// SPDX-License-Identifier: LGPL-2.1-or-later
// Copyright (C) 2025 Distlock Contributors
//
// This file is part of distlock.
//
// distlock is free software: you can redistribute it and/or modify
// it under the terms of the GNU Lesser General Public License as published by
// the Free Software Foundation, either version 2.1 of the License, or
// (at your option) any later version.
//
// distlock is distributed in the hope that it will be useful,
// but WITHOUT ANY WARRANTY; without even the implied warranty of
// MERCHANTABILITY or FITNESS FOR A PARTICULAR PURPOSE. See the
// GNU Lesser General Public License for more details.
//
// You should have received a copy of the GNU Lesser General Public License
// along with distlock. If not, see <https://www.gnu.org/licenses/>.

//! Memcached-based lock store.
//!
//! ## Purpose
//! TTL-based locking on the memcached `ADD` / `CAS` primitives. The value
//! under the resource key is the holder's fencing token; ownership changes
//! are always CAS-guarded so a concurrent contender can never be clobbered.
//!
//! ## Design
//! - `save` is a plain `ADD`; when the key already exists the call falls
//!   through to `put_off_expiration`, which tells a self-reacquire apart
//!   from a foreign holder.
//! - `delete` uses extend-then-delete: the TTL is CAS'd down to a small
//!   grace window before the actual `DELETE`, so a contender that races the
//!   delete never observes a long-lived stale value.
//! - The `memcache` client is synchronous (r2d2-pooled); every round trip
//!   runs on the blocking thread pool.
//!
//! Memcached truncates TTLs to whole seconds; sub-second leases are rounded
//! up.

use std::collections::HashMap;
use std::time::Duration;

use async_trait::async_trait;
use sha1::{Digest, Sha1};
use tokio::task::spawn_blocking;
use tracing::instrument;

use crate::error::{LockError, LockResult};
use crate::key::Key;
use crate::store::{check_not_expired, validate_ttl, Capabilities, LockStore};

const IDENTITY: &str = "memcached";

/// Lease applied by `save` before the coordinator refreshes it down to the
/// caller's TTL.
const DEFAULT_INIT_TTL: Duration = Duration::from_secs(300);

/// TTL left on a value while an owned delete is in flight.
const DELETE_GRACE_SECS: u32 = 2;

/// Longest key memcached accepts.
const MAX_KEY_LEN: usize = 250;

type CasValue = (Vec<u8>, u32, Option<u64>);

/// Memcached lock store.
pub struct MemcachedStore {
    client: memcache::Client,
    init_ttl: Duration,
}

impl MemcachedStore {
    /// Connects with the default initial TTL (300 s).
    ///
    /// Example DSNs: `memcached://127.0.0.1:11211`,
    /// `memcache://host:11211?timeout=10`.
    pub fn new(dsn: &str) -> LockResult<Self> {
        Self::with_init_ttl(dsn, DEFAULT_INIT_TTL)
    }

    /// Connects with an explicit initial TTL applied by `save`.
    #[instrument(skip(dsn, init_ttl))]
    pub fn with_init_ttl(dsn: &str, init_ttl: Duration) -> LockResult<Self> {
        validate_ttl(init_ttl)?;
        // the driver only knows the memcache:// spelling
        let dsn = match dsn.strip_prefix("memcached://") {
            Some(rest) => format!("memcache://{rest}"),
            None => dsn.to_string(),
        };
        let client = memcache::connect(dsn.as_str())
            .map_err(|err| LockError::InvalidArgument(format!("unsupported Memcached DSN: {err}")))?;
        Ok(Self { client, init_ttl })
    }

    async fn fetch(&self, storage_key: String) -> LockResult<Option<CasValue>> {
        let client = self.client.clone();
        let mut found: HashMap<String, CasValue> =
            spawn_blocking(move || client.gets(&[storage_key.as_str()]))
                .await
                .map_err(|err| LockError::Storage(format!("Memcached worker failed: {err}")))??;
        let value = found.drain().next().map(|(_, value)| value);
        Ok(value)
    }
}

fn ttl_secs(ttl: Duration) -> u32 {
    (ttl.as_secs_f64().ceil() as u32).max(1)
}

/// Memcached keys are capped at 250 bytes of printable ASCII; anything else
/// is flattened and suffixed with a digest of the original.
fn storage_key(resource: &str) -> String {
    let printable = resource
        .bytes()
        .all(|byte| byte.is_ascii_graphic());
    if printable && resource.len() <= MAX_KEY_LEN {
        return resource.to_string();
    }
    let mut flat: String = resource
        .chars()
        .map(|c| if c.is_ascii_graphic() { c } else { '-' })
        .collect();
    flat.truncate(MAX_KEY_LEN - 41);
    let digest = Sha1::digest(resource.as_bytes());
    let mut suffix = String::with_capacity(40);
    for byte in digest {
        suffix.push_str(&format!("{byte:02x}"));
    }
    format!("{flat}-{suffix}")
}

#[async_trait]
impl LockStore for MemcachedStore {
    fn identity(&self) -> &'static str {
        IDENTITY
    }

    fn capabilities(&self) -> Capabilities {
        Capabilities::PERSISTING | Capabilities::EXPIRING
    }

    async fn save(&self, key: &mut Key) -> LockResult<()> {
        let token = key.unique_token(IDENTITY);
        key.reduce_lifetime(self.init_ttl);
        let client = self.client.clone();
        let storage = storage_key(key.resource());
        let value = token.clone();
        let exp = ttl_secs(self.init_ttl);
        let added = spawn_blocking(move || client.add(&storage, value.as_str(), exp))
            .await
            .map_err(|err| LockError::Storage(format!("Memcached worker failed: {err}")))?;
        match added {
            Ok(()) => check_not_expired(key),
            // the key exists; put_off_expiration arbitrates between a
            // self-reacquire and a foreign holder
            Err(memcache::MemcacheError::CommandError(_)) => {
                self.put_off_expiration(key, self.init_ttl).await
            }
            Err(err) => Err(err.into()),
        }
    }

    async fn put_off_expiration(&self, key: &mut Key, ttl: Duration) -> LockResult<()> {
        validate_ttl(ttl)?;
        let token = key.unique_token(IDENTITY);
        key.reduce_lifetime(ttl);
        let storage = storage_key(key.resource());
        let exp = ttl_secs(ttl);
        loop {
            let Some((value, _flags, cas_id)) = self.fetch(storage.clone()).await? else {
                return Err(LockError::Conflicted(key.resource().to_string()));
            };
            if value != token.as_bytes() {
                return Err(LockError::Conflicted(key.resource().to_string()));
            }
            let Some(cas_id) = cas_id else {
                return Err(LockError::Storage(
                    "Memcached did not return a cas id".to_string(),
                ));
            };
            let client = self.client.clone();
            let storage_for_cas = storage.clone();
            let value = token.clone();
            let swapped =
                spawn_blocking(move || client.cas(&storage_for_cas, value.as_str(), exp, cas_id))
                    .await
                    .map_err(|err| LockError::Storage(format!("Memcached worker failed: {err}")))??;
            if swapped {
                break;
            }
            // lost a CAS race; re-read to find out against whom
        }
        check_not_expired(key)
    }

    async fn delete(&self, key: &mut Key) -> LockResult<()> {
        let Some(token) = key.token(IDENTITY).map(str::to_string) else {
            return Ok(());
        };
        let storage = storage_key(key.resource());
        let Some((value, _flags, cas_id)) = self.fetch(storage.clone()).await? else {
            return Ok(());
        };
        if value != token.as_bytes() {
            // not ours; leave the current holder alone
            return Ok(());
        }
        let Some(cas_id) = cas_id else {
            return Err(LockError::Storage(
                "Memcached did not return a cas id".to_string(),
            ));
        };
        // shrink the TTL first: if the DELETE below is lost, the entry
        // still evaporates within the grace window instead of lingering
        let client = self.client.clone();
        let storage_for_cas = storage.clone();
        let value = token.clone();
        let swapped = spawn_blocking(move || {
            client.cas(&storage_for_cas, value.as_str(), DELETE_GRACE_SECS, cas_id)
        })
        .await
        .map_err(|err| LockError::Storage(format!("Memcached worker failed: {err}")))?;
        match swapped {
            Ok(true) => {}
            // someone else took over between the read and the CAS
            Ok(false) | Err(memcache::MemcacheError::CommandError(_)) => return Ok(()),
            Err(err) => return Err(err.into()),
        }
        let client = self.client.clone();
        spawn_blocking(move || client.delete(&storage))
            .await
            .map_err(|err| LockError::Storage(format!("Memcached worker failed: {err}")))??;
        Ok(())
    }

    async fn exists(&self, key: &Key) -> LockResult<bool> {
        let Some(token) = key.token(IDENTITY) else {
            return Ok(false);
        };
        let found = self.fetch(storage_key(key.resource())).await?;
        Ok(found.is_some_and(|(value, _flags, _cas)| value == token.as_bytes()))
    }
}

######

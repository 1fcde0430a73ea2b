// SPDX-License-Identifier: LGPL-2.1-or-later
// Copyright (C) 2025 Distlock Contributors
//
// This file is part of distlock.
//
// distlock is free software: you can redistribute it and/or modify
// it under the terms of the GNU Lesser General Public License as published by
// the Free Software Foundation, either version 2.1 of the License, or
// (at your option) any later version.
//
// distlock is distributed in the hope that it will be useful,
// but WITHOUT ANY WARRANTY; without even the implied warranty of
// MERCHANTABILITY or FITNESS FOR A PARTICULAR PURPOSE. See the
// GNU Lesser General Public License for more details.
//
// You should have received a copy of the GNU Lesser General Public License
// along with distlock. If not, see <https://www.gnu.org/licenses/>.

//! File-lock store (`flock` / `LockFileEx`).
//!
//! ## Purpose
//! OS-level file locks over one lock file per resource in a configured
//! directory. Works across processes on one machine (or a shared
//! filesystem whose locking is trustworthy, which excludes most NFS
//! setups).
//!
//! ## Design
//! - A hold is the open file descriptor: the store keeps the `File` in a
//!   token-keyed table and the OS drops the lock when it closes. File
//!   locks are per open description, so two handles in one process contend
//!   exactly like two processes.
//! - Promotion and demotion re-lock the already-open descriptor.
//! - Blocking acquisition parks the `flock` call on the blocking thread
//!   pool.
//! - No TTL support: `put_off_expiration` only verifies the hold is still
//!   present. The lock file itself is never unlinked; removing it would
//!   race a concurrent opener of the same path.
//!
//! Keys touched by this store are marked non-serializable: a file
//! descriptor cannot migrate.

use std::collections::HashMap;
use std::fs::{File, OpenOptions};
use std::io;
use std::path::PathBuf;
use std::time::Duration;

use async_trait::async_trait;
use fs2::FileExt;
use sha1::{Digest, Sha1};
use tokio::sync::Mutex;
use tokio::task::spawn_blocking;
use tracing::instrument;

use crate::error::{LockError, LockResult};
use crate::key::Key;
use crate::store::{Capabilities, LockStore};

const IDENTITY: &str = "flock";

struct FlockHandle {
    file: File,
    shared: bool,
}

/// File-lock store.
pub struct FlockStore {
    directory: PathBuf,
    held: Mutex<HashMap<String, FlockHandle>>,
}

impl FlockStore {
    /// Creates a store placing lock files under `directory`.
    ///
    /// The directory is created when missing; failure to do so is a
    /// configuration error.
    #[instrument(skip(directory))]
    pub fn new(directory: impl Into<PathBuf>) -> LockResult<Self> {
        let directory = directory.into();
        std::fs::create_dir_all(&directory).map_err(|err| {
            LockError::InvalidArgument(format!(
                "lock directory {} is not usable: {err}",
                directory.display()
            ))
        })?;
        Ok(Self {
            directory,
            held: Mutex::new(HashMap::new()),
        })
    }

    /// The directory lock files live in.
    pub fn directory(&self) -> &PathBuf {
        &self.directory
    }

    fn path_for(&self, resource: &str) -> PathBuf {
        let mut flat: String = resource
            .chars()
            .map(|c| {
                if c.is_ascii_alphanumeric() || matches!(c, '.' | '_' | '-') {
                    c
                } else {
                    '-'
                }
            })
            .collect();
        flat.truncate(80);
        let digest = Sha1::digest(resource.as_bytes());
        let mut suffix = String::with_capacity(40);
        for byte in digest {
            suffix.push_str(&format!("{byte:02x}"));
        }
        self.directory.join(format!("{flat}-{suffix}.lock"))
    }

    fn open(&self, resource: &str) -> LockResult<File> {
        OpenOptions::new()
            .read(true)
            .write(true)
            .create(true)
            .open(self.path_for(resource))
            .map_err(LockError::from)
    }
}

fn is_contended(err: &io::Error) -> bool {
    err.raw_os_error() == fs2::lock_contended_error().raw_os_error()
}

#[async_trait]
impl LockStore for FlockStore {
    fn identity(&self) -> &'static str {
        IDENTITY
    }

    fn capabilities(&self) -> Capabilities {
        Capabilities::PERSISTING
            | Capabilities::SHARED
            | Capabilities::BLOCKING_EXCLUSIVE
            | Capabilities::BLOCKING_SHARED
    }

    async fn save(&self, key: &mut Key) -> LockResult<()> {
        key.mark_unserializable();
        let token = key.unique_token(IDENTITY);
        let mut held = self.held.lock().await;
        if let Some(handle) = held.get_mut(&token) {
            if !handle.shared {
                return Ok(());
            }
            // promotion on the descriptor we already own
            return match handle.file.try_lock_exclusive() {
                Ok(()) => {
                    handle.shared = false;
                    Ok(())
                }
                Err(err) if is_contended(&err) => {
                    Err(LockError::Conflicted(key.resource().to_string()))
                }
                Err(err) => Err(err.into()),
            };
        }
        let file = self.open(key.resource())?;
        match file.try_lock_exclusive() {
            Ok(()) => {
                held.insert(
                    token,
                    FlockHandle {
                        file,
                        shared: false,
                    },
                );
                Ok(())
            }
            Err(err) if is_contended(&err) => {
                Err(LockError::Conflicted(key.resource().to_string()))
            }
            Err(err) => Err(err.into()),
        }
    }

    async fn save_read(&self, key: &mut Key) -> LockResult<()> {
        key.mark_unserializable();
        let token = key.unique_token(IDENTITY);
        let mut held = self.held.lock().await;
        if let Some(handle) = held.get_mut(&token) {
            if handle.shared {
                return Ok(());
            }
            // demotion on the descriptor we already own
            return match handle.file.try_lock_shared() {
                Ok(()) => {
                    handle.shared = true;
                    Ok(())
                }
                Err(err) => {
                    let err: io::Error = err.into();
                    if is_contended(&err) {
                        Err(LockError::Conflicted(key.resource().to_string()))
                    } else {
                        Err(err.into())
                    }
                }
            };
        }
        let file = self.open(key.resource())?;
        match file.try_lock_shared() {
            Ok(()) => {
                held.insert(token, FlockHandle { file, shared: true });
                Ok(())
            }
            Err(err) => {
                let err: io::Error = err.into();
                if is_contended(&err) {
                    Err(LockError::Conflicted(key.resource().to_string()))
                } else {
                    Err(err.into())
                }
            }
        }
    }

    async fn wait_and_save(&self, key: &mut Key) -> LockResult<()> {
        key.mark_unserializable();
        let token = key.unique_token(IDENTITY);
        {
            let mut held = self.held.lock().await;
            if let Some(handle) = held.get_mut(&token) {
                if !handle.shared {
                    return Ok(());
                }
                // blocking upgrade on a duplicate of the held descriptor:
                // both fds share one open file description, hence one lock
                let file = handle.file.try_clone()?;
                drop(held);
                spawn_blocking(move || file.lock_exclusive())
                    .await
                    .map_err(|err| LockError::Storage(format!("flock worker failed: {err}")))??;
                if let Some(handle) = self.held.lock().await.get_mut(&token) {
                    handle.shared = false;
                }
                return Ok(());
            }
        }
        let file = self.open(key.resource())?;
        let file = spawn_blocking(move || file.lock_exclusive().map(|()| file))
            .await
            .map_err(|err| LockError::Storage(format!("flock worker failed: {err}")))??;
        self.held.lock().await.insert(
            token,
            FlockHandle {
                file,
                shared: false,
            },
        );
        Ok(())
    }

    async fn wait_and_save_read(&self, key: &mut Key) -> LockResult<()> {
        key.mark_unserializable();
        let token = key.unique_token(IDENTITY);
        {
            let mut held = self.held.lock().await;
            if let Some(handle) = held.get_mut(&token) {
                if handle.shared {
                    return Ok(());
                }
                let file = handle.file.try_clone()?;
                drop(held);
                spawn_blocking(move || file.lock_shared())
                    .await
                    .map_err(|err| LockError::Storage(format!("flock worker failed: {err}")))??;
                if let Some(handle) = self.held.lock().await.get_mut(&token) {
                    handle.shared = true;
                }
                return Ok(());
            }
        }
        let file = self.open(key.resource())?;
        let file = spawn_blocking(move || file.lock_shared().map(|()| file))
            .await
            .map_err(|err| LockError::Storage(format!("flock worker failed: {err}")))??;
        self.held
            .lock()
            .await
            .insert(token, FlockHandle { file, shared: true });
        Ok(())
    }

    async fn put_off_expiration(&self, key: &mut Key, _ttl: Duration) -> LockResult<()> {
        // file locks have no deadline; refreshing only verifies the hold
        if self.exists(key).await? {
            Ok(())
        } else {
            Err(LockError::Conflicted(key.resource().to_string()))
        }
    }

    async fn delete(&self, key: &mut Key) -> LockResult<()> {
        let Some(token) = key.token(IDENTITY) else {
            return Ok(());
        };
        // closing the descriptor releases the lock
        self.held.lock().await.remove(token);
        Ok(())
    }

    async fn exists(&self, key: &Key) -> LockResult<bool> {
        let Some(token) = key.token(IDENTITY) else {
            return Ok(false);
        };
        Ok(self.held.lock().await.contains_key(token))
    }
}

######

## EXERCISE OBJECTIVE:
Look through the data above and return exactly the lines from the one that contains "instead of lingering" to the one that contains "and the CAS", inclusive, with nothing else.

## OUTPUT:
        // still evaporates within the grace window instead of lingering
        let client = self.client.clone();
        let storage_for_cas = storage.clone();
        let value = token.clone();
        let swapped = spawn_blocking(move || {
            client.cas(&storage_for_cas, value.as_str(), DELETE_GRACE_SECS, cas_id)
        })
        .await
        .map_err(|err| LockError::Storage(format!("Memcached worker failed: {err}")))?;
        match swapped {
            Ok(true) => {}
            // someone else took over between the read and the CAS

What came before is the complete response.